You've seen my distortion data, nothing to be afraid of if you don't alter the wiring scheme. I will take any chance of an improvement anyway. I'm just "wired" that way I guess
.That would take even more wiring!
Interesting comments from Owen and others, but there is still no theoretical reason for preferring one wiring approach over another. Owen, were you able to prove beyond doubt that the driver blowing up was caused by the wiring scheme? Or was it just a hypothesis?

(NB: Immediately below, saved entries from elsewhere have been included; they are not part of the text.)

#[cfg(test)]
mod tests {
    use super::*;
    use crate::pager::scroll::PagerScrollState;
    use std::cell::{Cell, RefCell};

    struct Numbers {
        count: Cell<usize>,
    }

    impl PageContentProvider for Numbers {
        type Content = usize;

        fn page_count(&self) -> usize {
            self.count.get()
        }

        fn content_for_page(&self, index: usize, _role: SlotRole) -> usize {
            index
        }
    }

    fn numbers(count: usize) -> Rc<Numbers> {
        Rc::new(Numbers {
            count: Cell::new(count),
        })
    }

    type Changes = Rc<RefCell<Vec<usize>>>;

    fn attached(count: usize) -> (CircularPager<usize>, PagerScrollState, Changes) {
        let scroll_state = PagerScrollState::new(100.0);
        let mut pager = CircularPager::new(PagerSpec::default());
        let changes = Rc::new(RefCell::new(Vec::new()));
        let sink = changes.clone();
        pager.add_observer(Box::new(
            crate::pager::observer::FnObserver::default()
                .page_changed(move |index| sink.borrow_mut().push(index)),
        ));
        pager.attach_surface(scroll_state.clone());
        pager.set_provider(numbers(count));
        (pager, scroll_state, changes)
    }

    fn pump(pager: &mut CircularPager<usize>, scroll_state: &PagerScrollState) {
        for _ in 0..scroll_state.take_pending_notifications() {
            pager.on_scroll_changed();
        }
    }

    #[test]
    fn test_initial_state() {
        let pager = CircularPager::<usize>::default();
        assert_eq!(pager.phase(), PagerPhase::Unattached);
        assert_eq!(pager.current_page_index(), 0);
        assert_eq!(pager.page_count(), 0);
        assert_eq!(pager.slot_indices(), [None, None, None]);
    }

    #[test]
    fn test_first_load_populates_and_centers() {
        let (pager, scroll_state, changes) = attached(5);

        assert_eq!(pager.phase(), PagerPhase::Settled(0));
        assert_eq!(pager.slot_indices(), [Some(4), Some(0), Some(1)]);
        assert_eq!(scroll_state.value(), 100.0);
        assert_eq!(*changes.borrow(), vec![0]);
        assert_eq!(scroll_state.notification_count(), 0);
    }

    #[test]
    fn test_provider_before_surface_defers_load() {
        let scroll_state = PagerScrollState::new(100.0);
        let mut pager = CircularPager::new(PagerSpec::default());
        pager.set_provider(numbers(4));
        assert_eq!(pager.phase(), PagerPhase::Unattached);
        assert_eq!(pager.stats().populations, 0);

        pager.attach_surface(scroll_state.clone());
        assert_eq!(pager.phase(), PagerPhase::Settled(0));
        assert_eq!(scroll_state.value(), 100.0);
    }

    #[test]
    fn test_forward_crossing_wraps() {
        let (mut pager, scroll_state, changes) = attached(3);
        pager.set_current_page_index(2);

        scroll_state.scroll_by(100.0);
        pump(&mut pager, &scroll_state);

        assert_eq!(pager.current_page_index(), 0);
        assert_eq!(*changes.borrow(), vec![0, 2, 0]);
        assert_eq!(scroll_state.value(), 100.0);
    }

    #[test]
    fn test_partial_drag_is_transitioning() {
        let (mut pager, scroll_state, changes) = attached(3);

        scroll_state.scroll_by(40.0);
        pump(&mut pager, &scroll_state);
        assert_eq!(pager.phase(), PagerPhase::Transitioning { from: 0 });

        scroll_state.scroll_by(-40.0);
        pump(&mut pager, &scroll_state);
        assert_eq!(pager.phase(), PagerPhase::Settled(0));
        assert_eq!(*changes.borrow(), vec![0]);
    }

    #[test]
    fn test_set_same_index_has_no_side_effects() {
        let (mut pager, scroll_state, changes) = attached(3);
        let stats = pager.stats().clone();

        pager.set_current_page_index(0);

        assert_eq!(pager.stats(), &stats);
        assert_eq!(*changes.borrow(), vec![0]);
        assert_eq!(scroll_state.silent_write_count(), 1);
    }

    #[test]
    fn test_out_of_range_jump_is_ignored() {
        let (mut pager, _scroll_state, changes) = attached(3);
        pager.set_current_page_index(3);
        assert_eq!(pager.current_page_index(), 0);
        assert_eq!(*changes.borrow(), vec![0]);
    }

    #[test]
    fn test_zero_pages_is_a_no_op() {
        let (mut pager, scroll_state, changes) = attached(0);

        assert_eq!(pager.phase(), PagerPhase::Unattached);
        assert!(!pager.reload());
        pager.scroll_to_next_page();
        scroll_state.scroll_by(100.0);
        pump(&mut pager, &scroll_state);

        assert_eq!(pager.current_page_index(), 0);
        assert!(changes.borrow().is_empty());
        assert_eq!(pager.slot_indices(), [None, None, None]);
    }

    #[test]
    fn test_shrunk_provider_recovers_on_scroll() {
        let provider = numbers(5);
        let scroll_state = PagerScrollState::new(100.0);
        let mut pager = CircularPager::new(PagerSpec::default());
        pager.attach_surface(scroll_state.clone());
        pager.set_provider(provider.clone());
        pager.set_current_page_index(4);

        provider.count.set(2);
        scroll_state.scroll_by(100.0);
        pump(&mut pager, &scroll_state);

        assert_eq!(pager.current_page_index(), 0);
        assert_eq!(pager.slot_indices(), [Some(1), Some(0), Some(1)]);
        assert_eq!(scroll_state.value(), 100.0);
    }

    #[test]
    fn test_reload_off_center_keeps_transitioning() {
        let (mut pager, scroll_state, _changes) = attached(4);
        scroll_state.scroll_by(-30.0);
        pump(&mut pager, &scroll_state);

        assert!(pager.reload());
        assert_eq!(pager.phase(), PagerPhase::Transitioning { from: 0 });
        assert_eq!(scroll_state.value(), 70.0);
    }

    #[test]
    fn test_detach_provider_empties_slots() {
        let (mut pager, _scroll_state, _changes) = attached(3);
        pager.detach_provider();

        assert!(!pager.has_provider());
        assert_eq!(pager.phase(), PagerPhase::Unattached);
        assert_eq!(pager.slot_indices(), [None, None, None]);
    }

    #[test]
    fn test_remove_observer() {
        let (mut pager, _scroll_state, changes) = attached(3);
        assert!(pager.remove_observer(1));
        assert!(!pager.remove_observer(1));

        pager.scroll_to_next_page();
        assert_eq!(*changes.borrow(), vec![0]);
        assert_eq!(pager.current_page_index(), 1);
    }
}
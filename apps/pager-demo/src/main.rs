mod app;

use anyhow::Context;

const DEFAULT_PAGE_COUNT: usize = 5;

fn main() -> anyhow::Result<()> {
    #[cfg(feature = "logging")]
    let _ = env_logger::try_init();

    let page_count = match std::env::args().nth(1) {
        Some(arg) => arg
            .parse::<usize>()
            .with_context(|| format!("page count must be a non-negative integer, got {arg:?}"))?,
        None => DEFAULT_PAGE_COUNT,
    };

    app::run(page_count);
    Ok(())
}
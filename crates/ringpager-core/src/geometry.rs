/// A position in scroll coordinates, in pixels.
#[derive(Clone, Copy, Debug, Default, PartialEq)]
pub struct Point {
    pub x: f32,
    pub y: f32,
}

impl Point {
    pub const ZERO: Point = Point { x: 0.0, y: 0.0 };

    pub const fn new(x: f32, y: f32) -> Self {
        Self { x, y }
    }
}
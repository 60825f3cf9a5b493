use super::prefetch::PrefetchStrategy;

/// Configuration for a [`CircularPager`](super::CircularPager).
#[derive(Clone, Debug, PartialEq, Eq)]
pub struct PagerSpec {
    /// Disable user scrolling while the provider reports exactly one page.
    pub disable_scroll_on_single_page: bool,
    /// Which neighbouring pages are hinted after each page change.
    pub prefetch: PrefetchStrategy,
}

impl Default for PagerSpec {
    fn default() -> Self {
        Self {
            disable_scroll_on_single_page: false,
            prefetch: PrefetchStrategy::default(),
        }
    }
}

impl PagerSpec {
    pub fn new() -> Self {
        Self::default()
    }

    pub fn disable_scroll_on_single_page(mut self, disable: bool) -> Self {
        self.disable_scroll_on_single_page = disable;
        self
    }

    pub fn prefetch(mut self, strategy: PrefetchStrategy) -> Self {
        self.prefetch = strategy;
        self
    }

    /// Sets the prefetch radius, keeping hints enabled.
    pub fn prefetch_radius(mut self, radius: usize) -> Self {
        self.prefetch = PrefetchStrategy::new(radius);
        self
    }
}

None of my drivers have blown up and I have 12 drivers in a single chamber (6 in series, and 4 sets in parallel) None of Wesayso's drivers have blown up and he tortures them all the way to 17 Hz.
None of Wesayso's drivers have blown up and he tortures them all the way to 17 Hz.
Wesayso,
How are your drivers currently wired and how many actual sealed chambers do you have? I seem to recall all your 25 drivers share one chamber but with smaller breather holes in between groups of them right? They sound so good now, I would hate to take them apart for some surgery that may or may not yield an audible improvement.
Regarding blowing up drivers. These are too small to hurt one another.
How are your drivers currently wired and how many actual sealed chambers do you have? I seem to recall all your 25 drivers share one chamber but with smaller breather holes in between groups of them right? They sound so good now, I would hate to take them apart for some surgery that may or may not yield an audible improvement.
Regarding blowing up drivers. These are too small to hurt one another.